Only a small minority of companies have currently adopted the 4-day work week. Or should we say that the 4-day work week is still an early adopter phenomenon? Looking at the names of some companies that adopted it, you’re likely to answer this question in the affirmative. For Cockroach Labs, Bit.io, Coconut Software and Starship it sounds almost logical to do something “crazy” like this. There are some established names on the list too, though. The Japanese company Panasonic offers its employees an optional 4-day work week. However, the extra day off could only be used for a limited number of activities, such as volunteering or… a side job!
The Japanese branch of Microsoft performed a 4-day work week trial in 2019. The results were staggering. More than 90% of the 2,300 employees said they liked the shorter work week. Of course they did. Who wouldn’t like to work less for the same amount of money? More notable was the almost 40% productivity increase during the trial period. Most surprising, however, was the fact that the trial did not lead to the actual implementation of a 4-day work week. So it naturally raises the question: what is wrong with the 4-day work week?
It probably has something to do with uncertainty around the long-term effects on productivity. Employees go the extra mile during the trial period, but what happens once the 4-day work week becomes the norm? It’s simple maths that 40 hours of work is more than 32 hours, so it’s almost logical to assume that the long-term impact on productivity is unlikely to make up for the loss in working hours.
Several governments are pushing the 4-day work week because companies are reluctant to adopt it. Whether this really leads to an improved work-life balance is questionable. How would Panasonic’s side jobs have such an effect? Other companies will switch to a 4-day work week, but expect its employees to work 10 instead of 8 hours per day. This might officially qualify, but in a lot of ways this is exactly the opposite of what the initiative is all about.
Companies that have currently adopted the 4-day work week have done so because of a fundamental belief that it’s the right thing to do. According to Jobgether, “at a time when the war for talent is raging, the switch to a four-day week could also enable organisations to attract the best people, as the demand for flexible jobs is now a priority for employees.” Maybe they believe it will have a positive impact on productivity and structure. Maybe it’s because they want their employees to have a better work-life balance. Most likely it’s because these companies consider the 4-day work week a great employee benefit. If it comes at a cost in terms of a productivity reduction, that’s okay. Almost all employee benefits have a cost. These companies expect the positive effects to outweigh this (potential) cost. These positive effects are: higher engagement, improved retainment, better well-being, fewer absenteeism, increased productivity, and increased employer attractiveness for new hires.

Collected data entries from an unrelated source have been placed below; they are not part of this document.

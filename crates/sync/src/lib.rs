//! Brings object storage into agreement with a newly assembled manifest.
//!
//! See [`Publisher::publish`] for the order of operations.

pub mod error;
mod publish;

pub use crate::publish::{Outcome, Publisher};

In the war for talent, this last point is especially likely to push more companies towards adopting the 4-day work week. At the same time, we don’t expect it will be broadly adopted by larger companies any time soon. Either the governments will have to enforce it, or preferably, its positive effects will need to be objectively proven. As we speak, the largest 4-day work week trial is underway in the United Kingdom. Some 3,300 employees from 70 companies are taking part in this project, which is supported by researchers from Cambridge University, Oxford University and Boston College. This probably makes for the biggest opportunity to provide this evidence. The results are expected to come in at the end of 2022. We can’t wait to see how it pans out.